Monday, May 10, 2010

Mobile Web in JavaME apps - now with CSS!

Twitter's home page as rendered by HTMLComponent before CSS support and after

Following my post on Mobile Web in JavaME that discussed the new possibility of embedding web content inside LWUIT applications using HTMLComponent, I'm glad to announce that CSS support was added to HTMLComponent and is now publicly available in the LWUIT SVN.

Now, developers can not only render HTML documents in their JavaME apps, but can also design them with CSS by adding colors, borders, backgrounds, fonts and more. This means that now HTMLComponent is almost fully compliant with the XHTML Mobile Profile 1.0 standard, which requires WCSS support (WCSS specs here)

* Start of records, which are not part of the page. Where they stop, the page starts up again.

// envoy-rs: environment variable manifest checker
//
// SPDX-FileCopyrightText: 2026 Romeo Ahmed
// SPDX-License-Identifier: GPL-3.0-or-later

//! Configuration management for envoy-rs.
//!
//! # Configuration Hierarchy
//!
//! ```text
//! Priority (low → high)
//! 1. defaults
//! 2. .envoyrc.json   (optional, project dir)
//! 3. envoy.toml      (optional, project dir)
//! 4. --config FILE   (required when given)
//! 5. ENVOY_* env vars
//! 6. CLI overrides   (--exclude appends, --example, --env)
//! ```
//!
//! # Environment Variable Mapping
//!
//! ```text
//! ENVOY_EXCLUDE=tmp/**,gen/**    → exclude = ["tmp/**", "gen/**"]
//! ENVOY_EXAMPLE_FILE=.env.sample → example_file = ".env.sample"
//! ENVOY_INCLUDE_HIDDEN=true      → include_hidden = true
//! ```
//!
//! # Example
//!
//! ```toml
//! exclude = ["dist/**", "generated/**"]
//! example_file = ".env.example"
//! env_file = ".env.local"
//! ```

pub mod loader;


use serde::{Deserialize, Serialize};
use std::path::{Path, PathBuf};
use tracing::debug;

use crate::analyze::{AnalyzeOptions, DEFAULT_ENV_FILE, DEFAULT_EXAMPLE_FILE};
use crate::error::{ConfigError, Result};
use crate::utility::fs::walk::ExcludeSet;

use loader::ConfigLoader;

/// JSON config file read from the project directory.
pub const JSON_CONFIG_FILE: &str = ".envoyrc.json";

/// TOML config file read from the project directory.
pub const TOML_CONFIG_FILE: &str = "envoy.toml";

/// Prefix of configuration environment variables.
pub const ENV_PREFIX: &str = "ENVOY";

/// Complete application configuration.
#[derive(Debug, Clone, PartialEq, Eq, Serialize, Deserialize)]
#[serde(default)]
pub struct EnvoyConfig {
    /// Glob patterns left out of the scan, relative to the scanned directory.
    pub exclude: Vec<String>,
    /// Example manifest, relative to the scanned directory.
    pub example_file: PathBuf,
    /// Local environment file, relative to the scanned directory.
    pub env_file: PathBuf,
    /// Honour `.gitignore` files while scanning.
    pub respect_gitignore: bool,
    /// Scan dot-files and dot-directories.
    pub include_hidden: bool,
}

impl Default for EnvoyConfig {
    fn default() -> Self {
        Self {
            exclude: default_exclude(),
            example_file: PathBuf::from(DEFAULT_EXAMPLE_FILE),
            env_file: PathBuf::from(DEFAULT_ENV_FILE),
            respect_gitignore: false,
            include_hidden: false,
        }
    }
}

fn default_exclude() -> Vec<String> {
    ["dist/**", "build/**", "coverage/**"]
        .into_iter()
        .map(String::from)
        .collect()
}

impl EnvoyConfig {
    /// Create a new configuration builder.
    ///
    /// # Example
    ///
    /// ```no_run
    /// use envoy_rs::config::EnvoyConfig;
    ///
    /// let config = EnvoyConfig::builder()
    ///     .add_json_file_optional(".envoyrc.json")
    ///     .add_toml_file_optional("envoy.toml")
    ///     .with_env_prefix("ENVOY")
    ///     .build()?;
    /// # Ok::<(), anyhow::Error>(())
    /// ```
    #[must_use]
    pub fn builder() -> ConfigLoader {
        ConfigLoader::new()
    }

    /// Loads the standard layers for a project directory: defaults, the
    /// optional `.envoyrc.json` and `envoy.toml` in `dir`, then `extra` (if
    /// any), then `ENVOY_*` environment variables.
    ///
    /// # Errors
    ///
    /// Returns an error if `extra` is missing or malformed, or the merged
    /// configuration is invalid.
    pub fn load(dir: &Path, extra: Option<&Path>) -> Result<Self> {
        let mut loader = Self::builder()
            .add_json_file_optional(dir.join(JSON_CONFIG_FILE))
            .add_toml_file_optional(dir.join(TOML_CONFIG_FILE));
        if let Some(path) = extra {
            loader = loader.add_file_auto(path);
        }
        debug!(files = ?loader.format_loaded_files(), "configuration sources");
        loader.with_env_prefix(ENV_PREFIX).build()
    }

    /// Load configuration from a TOML string.
    ///
    /// # Errors
    ///
    /// Returns an error if the content is not valid TOML or does not match the
    /// `EnvoyConfig` structure.
    pub fn parse(content: &str) -> Result<Self> {
        Self::builder().add_toml_str(content).build()
    }

    /// Checks values the type system cannot.
    ///
    /// # Errors
    ///
    /// Returns `ConfigError::InvalidValue` for an empty manifest path or an
    /// exclude pattern that is not a valid glob.
    pub fn validate(&self) -> Result<()> {
        for (key, path) in [
            ("example_file", &self.example_file),
            ("env_file", &self.env_file),
        ] {
            if path.as_os_str().is_empty() {
                return Err(ConfigError::InvalidValue {
                    key: key.to_string(),
                    message: "path must not be empty".to_string(),
                }
                .into());
            }
        }
        ExcludeSet::new(&self.exclude).map_err(|e| ConfigError::InvalidValue {
            key: "exclude".to_string(),
            message: e.to_string(),
        })?;
        Ok(())
    }

    /// Applies command-line overrides: `exclude` is appended, manifest paths
    /// replace the configured ones.
    pub fn apply_overrides(
        &mut self,
        exclude: &[String],
        example_file: Option<&Path>,
        env_file: Option<&Path>,
    ) {
        self.exclude.extend(exclude.iter().cloned());
        if let Some(path) = example_file {
            self.example_file = path.to_path_buf();
        }
        if let Some(path) = env_file {
            self.env_file = path.to_path_buf();
        }
    }

    /// Analysis options for scanning `root` with this configuration.
    #[must_use]
    pub fn analyze_options(&self, root: &Path) -> AnalyzeOptions {
        AnalyzeOptions::builder()
            .root(root)
            .exclude(self.exclude.clone())
            .example_file(self.example_file.clone())
            .env_file(self.env_file.clone())
            .include_hidden(self.include_hidden)
            .respect_gitignore(self.respect_gitignore)
            .build()
    }
}
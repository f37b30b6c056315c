// envoy-rs: environment variable manifest checker
//
// SPDX-FileCopyrightText: 2026 Romeo Ahmed
// SPDX-License-Identifier: GPL-3.0-or-later

//! Object-destructuring from an environment object.
//!
//! ```text
//! const { API_KEY, PORT: port, HOST = 'localhost', ...rest } = process.env;
//!         ^^^^^^^  ^^^^        ^^^^                 skipped
//! ```
//!
//! The binding list is split on commas (nested patterns are not supported).
//! For each part: rest elements are dropped, `NAME: alias` keeps `NAME`,
//! `NAME = default` keeps `NAME`.
//!
//! Offsets are approximate: a name is located by its first occurrence in the
//! binding list, so `PORT` in `{ REPORT, PORT }` resolves to the column of
//! `REPORT`'s suffix.

use regex::Regex;
use serde::Serialize;

use super::patterns::{PatternMatch, compile, is_identifier};
use crate::error::EnvoyResult;

/// Environment-like expressions bindings can be destructured from.
#[derive(Debug, Clone, Copy, PartialEq, Eq, Hash, Serialize)]
#[serde(rename_all = "kebab-case")]
pub enum EnvSource {
    ProcessEnv,
    ImportMetaEnv,
}

impl EnvSource {
    pub const ALL: [Self; 2] = [Self::ProcessEnv, Self::ImportMetaEnv];

    /// Declaration pattern; capture group 1 is the binding list.
    #[must_use]
    pub const fn expression(self) -> &'static str {
        match self {
            Self::ProcessEnv => r"\b(?:const|let|var)\s*\{([^{}]*)\}\s*=\s*(?i:process\.env)",
            Self::ImportMetaEnv => {
                r"\b(?:const|let|var)\s*\{([^{}]*)\}\s*=\s*(?i:import\.meta\.env)"
            }
        }
    }
}

/// Recognizes `const|let|var { ... } = <env source>` bindings.
#[derive(Debug, Clone)]
pub struct DestructuringExtractor {
    patterns: Vec<(EnvSource, Regex)>,
}

impl DestructuringExtractor {
    /// Compiles the declaration pattern for every [`EnvSource`].
    ///
    /// # Errors
    ///
    /// Returns `ScanError::InvalidPattern` if an expression fails to compile.
    pub fn new() -> EnvoyResult<Self> {
        let patterns = EnvSource::ALL
            .iter()
            .map(|&source| compile(source.expression()).map(|regex| (source, regex)))
            .collect::<EnvoyResult<Vec<_>>>()?;
        Ok(Self { patterns })
    }

    /// Returns one match per bound name, source by source.
    pub fn find_all<'t>(&self, text: &'t str) -> Vec<(EnvSource, PatternMatch<'t>)> {
        let mut found = Vec::new();
        for (source, regex) in &self.patterns {
            for caps in regex.captures_iter(text) {
                let (Some(whole), Some(list)) = (caps.get(0), caps.get(1)) else {
                    continue;
                };
                // `process.env.FOO` or `process.environment` is not the env object
                if text[whole.end()..]
                    .chars()
                    .next()
                    .is_some_and(|c| c == '.' || c == '[' || c == '_' || c.is_alphanumeric())
                {
                    continue;
                }
                found.extend(
                    parse_binding_list(list.as_str())
                        .into_iter()
                        .map(|(name, position)| {
                            (
                                *source,
                                PatternMatch {
                                    name,
                                    offset: list.start() + position,
                                },
                            )
                        }),
                );
            }
        }
        found
    }
}

/// Extracts the bound environment names from a binding list.
///
/// Returns each accepted name with the position of its first occurrence in
/// `list`.
#[must_use]
pub fn parse_binding_list(list: &str) -> Vec<(&str, usize)> {
    list.split(',')
        .filter_map(|part| {
            let part = part.trim();
            if part.starts_with("...") {
                return None;
            }
            let name = part.split(':').next()?;
            let name = name.split('=').next()?.trim();
            if !is_identifier(name) {
                return None;
            }
            list.find(name).map(|position| (name, position))
        })
        .collect()
}
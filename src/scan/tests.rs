// envoy-rs: environment variable manifest checker
//
// SPDX-FileCopyrightText: 2026 Romeo Ahmed
// SPDX-License-Identifier: GPL-3.0-or-later

use super::destructure::{DestructuringExtractor, EnvSource, parse_binding_list};
use super::patterns::{PatternKind, PatternSet, is_identifier};
use super::position::LineIndex;
use super::{DiscoveredSet, MatchOrigin, ScanOptions, Scanner, VariableReference, merge_results};
use std::io;
use std::path::Path;
use tempfile::TempDir;

fn scanner() -> Scanner {
    Scanner::new().expect("recognizers compile")
}

fn scan_one(text: &str) -> DiscoveredSet {
    let mut discovered = DiscoveredSet::new();
    scanner().scan_text("src/config.ts", text, &mut discovered);
    discovered
}

fn names(discovered: &DiscoveredSet) -> Vec<&str> {
    discovered.names().collect()
}

fn reference(file: &str, line: usize) -> VariableReference {
    VariableReference {
        file: file.to_string(),
        line,
        column: 0,
        snippet: String::new(),
    }
}

// =============================================================================
// Pattern Set
// =============================================================================

#[test]
fn test_pattern_set_compiles_all_kinds() {
    let set = PatternSet::new().unwrap();
    assert_eq!(set.len(), PatternKind::ALL.len());
}

#[test]
fn test_process_env_property() {
    let discovered = scan_one(
        "
        const apiKey = process.env.API_KEY;
        const dbUrl = process.env.DATABASE_URL;
        ",
    );
    assert_eq!(names(&discovered), vec!["API_KEY", "DATABASE_URL"]);
}

#[test]
fn test_process_env_index_both_quotes() {
    let discovered = scan_one(
        r#"
        const apiKey = process.env['API_KEY'];
        const dbUrl = process.env["DATABASE_URL"];
        "#,
    );
    assert_eq!(names(&discovered), vec!["API_KEY", "DATABASE_URL"]);
}

#[test]
fn test_import_meta_env() {
    let discovered = scan_one(
        r#"
        const apiUrl = import.meta.env.VITE_API_URL;
        const mode = import.meta.env["VITE_MODE"];
        "#,
    );
    assert_eq!(names(&discovered), vec!["VITE_API_URL", "VITE_MODE"]);
}

#[test]
fn test_deno_and_powershell() {
    let discovered = scan_one(
        r#"
        const token = Deno.env.get("DENO_TOKEN");
        // $env:APPDATA is read by the install script
        "#,
    );
    assert_eq!(names(&discovered), vec!["DENO_TOKEN", "APPDATA"]);
}

#[test]
fn test_prefix_is_case_insensitive() {
    let discovered = scan_one("const a = PROCESS.ENV.UPPER_PREFIX; const b = Process.Env.MIXED;");
    assert_eq!(names(&discovered), vec!["UPPER_PREFIX", "MIXED"]);
}

#[test]
fn test_interpolation_counted_once() {
    let discovered = scan_one("const url = `${process.env.API_HOST}:${process.env.API_PORT}`;");
    assert_eq!(names(&discovered), vec!["API_HOST", "API_PORT"]);
    assert_eq!(discovered.get("API_HOST").unwrap().locations.len(), 1);
}

#[test]
fn test_comments_and_strings_are_not_excluded() {
    let discovered = scan_one(
        r#"
        // process.env.IN_COMMENT
        const doc = "set process.env.IN_STRING first";
        "#,
    );
    assert_eq!(names(&discovered), vec!["IN_COMMENT", "IN_STRING"]);
}

#[test]
fn test_no_references() {
    let discovered = scan_one(
        "
        export function add(a: number, b: number) {
            return a + b;
        }
        ",
    );
    assert!(discovered.is_empty());
}

#[test]
fn test_pattern_offsets_point_at_match_start() {
    let set = PatternSet::new().unwrap();
    let text = "x = process.env.PORT";
    let found = set.find_all(text);
    assert_eq!(found.len(), 1);
    let (kind, m) = found[0];
    assert_eq!(kind, PatternKind::ProcessEnvProperty);
    assert_eq!(m.name, "PORT");
    assert_eq!(&text[m.offset..], "process.env.PORT");
}

#[test]
fn test_is_identifier() {
    assert!(is_identifier("API_KEY"));
    assert!(is_identifier("_private"));
    assert!(is_identifier("v2"));
    assert!(!is_identifier("2FA"));
    assert!(!is_identifier(""));
    assert!(!is_identifier("my-var"));
    assert!(!is_identifier("rest }"));
}

// =============================================================================
// Destructuring Extractor
// =============================================================================

#[test]
fn test_destructuring_basic() {
    let discovered = scan_one("const { API_KEY, DATABASE_URL, REDIS_URL } = process.env;");
    assert_eq!(names(&discovered), vec!["API_KEY", "DATABASE_URL", "REDIS_URL"]);
}

#[test]
fn test_destructuring_rest_is_skipped() {
    let discovered = scan_one("const { API_KEY, ...rest } = process.env;");
    assert_eq!(names(&discovered), vec!["API_KEY"]);
    assert!(!discovered.contains("rest"));
}

#[test]
fn test_destructuring_rename_and_default() {
    let discovered = scan_one(
        "let { PORT: port, HOST = 'localhost', LOG_LEVEL: level = 'info' } = import.meta.env",
    );
    assert_eq!(names(&discovered), vec!["PORT", "HOST", "LOG_LEVEL"]);
}

#[test]
fn test_destructuring_multiline() {
    let text = "const {\n  API_KEY,\n  SECRET,\n} = process.env;\n";
    let discovered = scan_one(text);
    assert_eq!(names(&discovered), vec!["API_KEY", "SECRET"]);

    let secret = &discovered.get("SECRET").unwrap().locations[0];
    assert_eq!(secret.line, 3);
    assert_eq!(secret.column, 2);
    assert_eq!(secret.snippet, "SECRET,");
}

#[test]
fn test_destructuring_from_property_is_ignored() {
    let extractor = DestructuringExtractor::new().unwrap();
    assert!(extractor.find_all("const { a } = process.env.CONFIG;").is_empty());
    assert!(extractor.find_all("const { a } = process.environment;").is_empty());
}

#[test]
fn test_destructuring_reports_source() {
    let extractor = DestructuringExtractor::new().unwrap();
    let found = extractor.find_all("var { A } = process.env\nvar { B } = import.meta.env\n");
    let sources: Vec<(EnvSource, &str)> = found.iter().map(|(s, m)| (*s, m.name)).collect();
    assert_eq!(
        sources,
        vec![(EnvSource::ProcessEnv, "A"), (EnvSource::ImportMetaEnv, "B")]
    );
}

#[test]
fn test_parse_binding_list_first_occurrence() {
    // PORT is first found inside REPORT: a known approximation
    let parsed = parse_binding_list(" REPORT, PORT ");
    insta::assert_debug_snapshot!(parsed, @r#"
    [
        (
            "REPORT",
            1,
        ),
        (
            "PORT",
            3,
        ),
    ]
    "#);
}

#[test]
fn test_parse_binding_list_rejects_non_identifiers() {
    let parsed = parse_binding_list(" A, , 'quoted', B = 1, ...others ");
    let names: Vec<&str> = parsed.iter().map(|(name, _)| *name).collect();
    assert_eq!(names, vec!["A", "B"]);
}

// =============================================================================
// Aggregation
// =============================================================================

#[test]
fn test_destructuring_dedup_against_same_line() {
    // Same name, same line, found by a pattern and by destructuring
    let discovered =
        scan_one("const { API_KEY } = process.env; console.log(process.env.API_KEY);");
    assert_eq!(discovered.get("API_KEY").unwrap().locations.len(), 1);
}

#[test]
fn test_pattern_matches_are_not_deduplicated() {
    let discovered = scan_one("check(process.env.API_KEY, process.env.API_KEY);");
    let locations = &discovered.get("API_KEY").unwrap().locations;
    assert_eq!(locations.len(), 2);
    assert_eq!(locations[0].line, locations[1].line);
    assert_ne!(locations[0].column, locations[1].column);
}

#[test]
fn test_locations_accumulate_across_files() {
    let scanner = scanner();
    let mut discovered = DiscoveredSet::new();
    scanner.scan_text("src/config.ts", "const key = process.env.API_KEY;", &mut discovered);
    scanner.scan_text("src/utils.ts", "const key2 = process.env.API_KEY;", &mut discovered);

    assert_eq!(discovered.len(), 1);
    let files: Vec<&str> = discovered.get("API_KEY").unwrap().locations.iter().map(|l| l.file.as_str()).collect();
    assert_eq!(files, vec!["src/config.ts", "src/utils.ts"]);
}

#[test]
fn test_location_line_column_snippet() {
    let discovered = scan_one(
        "
const port = 3000;
const apiKey = process.env.API_KEY;
const dbUrl = process.env.DATABASE_URL;
            ",
    );
    let location = &discovered.get("API_KEY").unwrap().locations[0];
    insta::assert_debug_snapshot!(location, @r#"
    VariableReference {
        file: "src/config.ts",
        line: 3,
        column: 15,
        snippet: "const apiKey = process.env.API_KEY;",
    }
    "#);
}

#[test]
fn test_scanner_flags_start_false() {
    let discovered = scan_one("process.env.A");
    let variable = discovered.get("A").unwrap();
    assert!(!variable.in_example);
    assert!(!variable.in_env);
}

#[test]
fn test_match_origins_order() {
    let matches = scanner().find_matches("const { A } = process.env;\nprocess.env.B\n");
    let origins: Vec<MatchOrigin> = matches.iter().map(|m| m.origin).collect();
    assert_eq!(
        origins,
        vec![
            MatchOrigin::Pattern(PatternKind::ProcessEnvProperty),
            MatchOrigin::Destructuring(EnvSource::ProcessEnv),
        ]
    );
}

#[test]
fn test_record_unique_line() {
    let mut set = DiscoveredSet::new();
    set.record("A", reference("a.ts", 1));
    assert!(!set.record_unique_line("A", reference("a.ts", 1)));
    assert!(set.record_unique_line("A", reference("a.ts", 2)));
    assert!(set.record_unique_line("A", reference("b.ts", 1)));
    assert_eq!(set.get("A").unwrap().locations.len(), 3);
}

// =============================================================================
// Line index
// =============================================================================

#[test]
fn test_line_index_positions() {
    let text = "a\nbc process.env.X\r\nlast";
    let index = LineIndex::new(text);
    assert_eq!(index.len(), 3);
    assert_eq!(index.position(0), (1, 0));
    assert_eq!(index.position(5), (2, 3));
    assert_eq!(index.line_text(2), "bc process.env.X");
    assert_eq!(index.line_text(3), "last");
    assert_eq!(index.line_text(9), "");
}

#[test]
fn test_line_index_counts_chars() {
    let text = "const é = process.env.ACCENT;";
    let offset = text.find("process").unwrap();
    assert_eq!(LineIndex::new(text).position(offset), (1, 10));
}

// =============================================================================
// Directory scan
// =============================================================================

#[test]
fn test_scan_directory_relative_paths() {
    let temp: TempDir = tempfile::tempdir().unwrap();
    std::fs::write(temp.path().join("package.json"), "{}").unwrap();
    std::fs::create_dir_all(temp.path().join("src/lib")).unwrap();
    std::fs::write(temp.path().join("src/lib/db.ts"), "process.env.DATABASE_URL").unwrap();
    std::fs::write(temp.path().join("src/app.js"), "process.env.API_KEY").unwrap();
    std::fs::create_dir_all(temp.path().join("node_modules/x")).unwrap();
    std::fs::write(temp.path().join("node_modules/x/i.js"), "process.env.VENDOR").unwrap();

    let options = ScanOptions::builder().root(temp.path()).build();
    let discovered = scanner().scan(&options).unwrap();

    let summary: Vec<(&str, &str)> = discovered
        .iter()
        .map(|v| (v.name.as_str(), v.locations[0].file.as_str()))
        .collect();
    assert_eq!(
        summary,
        vec![("API_KEY", "src/app.js"), ("DATABASE_URL", "src/lib/db.ts")]
    );
}

#[test]
fn test_scan_options_walk_settings() {
    let options = ScanOptions::builder()
        .root("/project")
        .exclude(vec!["gen/**".to_string()])
        .include_hidden(true)
        .build();
    let walk = options.walk_options();

    assert!(walk.include_hidden());
    assert!(!walk.respect_gitignore());
    assert_eq!(walk.exclude(), ["gen/**"]);
    assert!(walk.skip_dirs().iter().any(|d| d == "node_modules"));
    assert_eq!(walk.extensions().len(), 6);
}

#[test]
fn test_scan_skips_unreadable_files() {
    let root = Path::new("/project");
    let results = vec![
        (
            root.join("bad.ts"),
            Err(io::Error::new(io::ErrorKind::PermissionDenied, "denied")),
        ),
        (
            root.join("good.ts"),
            Ok(scanner().find_matches("process.env.GOOD")),
        ),
    ];

    let discovered = merge_results(results, root);
    assert_eq!(names(&discovered), vec!["GOOD"]);
    assert_eq!(discovered.get("GOOD").unwrap().locations[0].file, "good.ts");
}

#[test]
fn test_scan_keeps_references_in_non_utf8_files() {
    let temp: TempDir = tempfile::tempdir().unwrap();
    // Latin-1 "café" in a comment
    std::fs::write(
        temp.path().join("legacy.js"),
        b"// caf\xE9\nconst key = process.env.API_KEY;\n",
    )
    .unwrap();
    std::fs::write(temp.path().join("good.ts"), "process.env.GOOD").unwrap();

    let options = ScanOptions::builder()
        .root(temp.path())
        .project_root(temp.path())
        .build();
    let discovered = scanner().scan(&options).unwrap();

    assert_eq!(names(&discovered), vec!["GOOD", "API_KEY"]);
    let location = &discovered.get("API_KEY").unwrap().locations[0];
    assert_eq!(location.file, "legacy.js");
    assert_eq!(location.line, 2);
}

The support is about 90% complete and provides almost complete coverage for most pages today. The 10% that were not implemented (at least yet) are features that do not sit well with LWUIT's styling model and/or they require extensive efforts and provide with little value (Some of these are less used tags or edge cases). In any case, you should be able to see most pages rendered correctly (And if you create your own content you can simply avoid using unsupported properties for now).

And while there's a great difference in how HTML pages will look now, the change is transparent to developers, and there's almost no difference in using HTMLComponent. Basically once you load a page that has CSS segments (either external, embedded or via the style attribute) they will be parsed and rendered.

The only difference is that you can turn CSS off by calling HTMLComponent's setIgnoreCSS method, if you don't want CSS segments parsed for some reason. And actually there may be reasons for that - CSS does require extra memory, and adds some performance overhead as well, all depending on how complex the CSS used in specific pages are.

There are also more esoteric methods such as addSpecialKey and setCSSSupportedMediaTypes - I won't go into details on those here, you can read the documentation.

Here's the full list of what's supported and what not:

Fully supported CSS properties

Background: background-color, background-image, background-repeat, background-attachment, background-position-x, background-position-y
Border: border-*-width, border-*-style, border-*-color
Fonts: font-family, font-size, font-style, font-weight, font-variant
Lists: list-style-image, list-style-position, list-style-type
Margins: margin-* , padding-*
Text: text-align, text-indent, text-transform
Misc: color, height, width, visibility
WAP : -wap-access-key,-wap-input-format,-wap-input-required
Shorthand properties: All shorthand properties are fully supported
(* = top/left/bottom/right)

Unsupported/Partially supported properties:

Unsupported: clear, float

Partially supported:
- display - Supported: none, marquee / Unsupported: block, inline , list-item
- white-space - Supported: normal, nowrap / Unsupported: pre
- vertical-align - Works only within tables

Known issues
  • width/height work for simple elements, but may be problematic with complex elements.
  • font-family accepts the first mentioned font and ignores all fallback fonts, since finding a matching font is very time consuming, and also since in the ME environment usually there aren't that many fonts anyway.
  • text-decoration is unrelevant: since the only mandatory WCSS decoration value is 'none' which is usually used to remove underlines from links - since we don't have underlines it has no meaning.
  • text-transform may have issues when overriding a parent which has a different transform.
  • HTMLComponent.FIXED_WIDTH mode does not work with some CSS attributes, and thus its default value is now false (The downside is that in FIXED_WIDTH mode 'justify' alignment doesn't work).
  • Some properties will be ignored if associated with a pseudo-class (such as a:focus/hover) - and that's because while LWUIT does have separate styles for selected, unselected and pressed states - these styles include properties such as padding, margins, colors, background, font - but for example not alignment or visibility which affect the component in all of its states.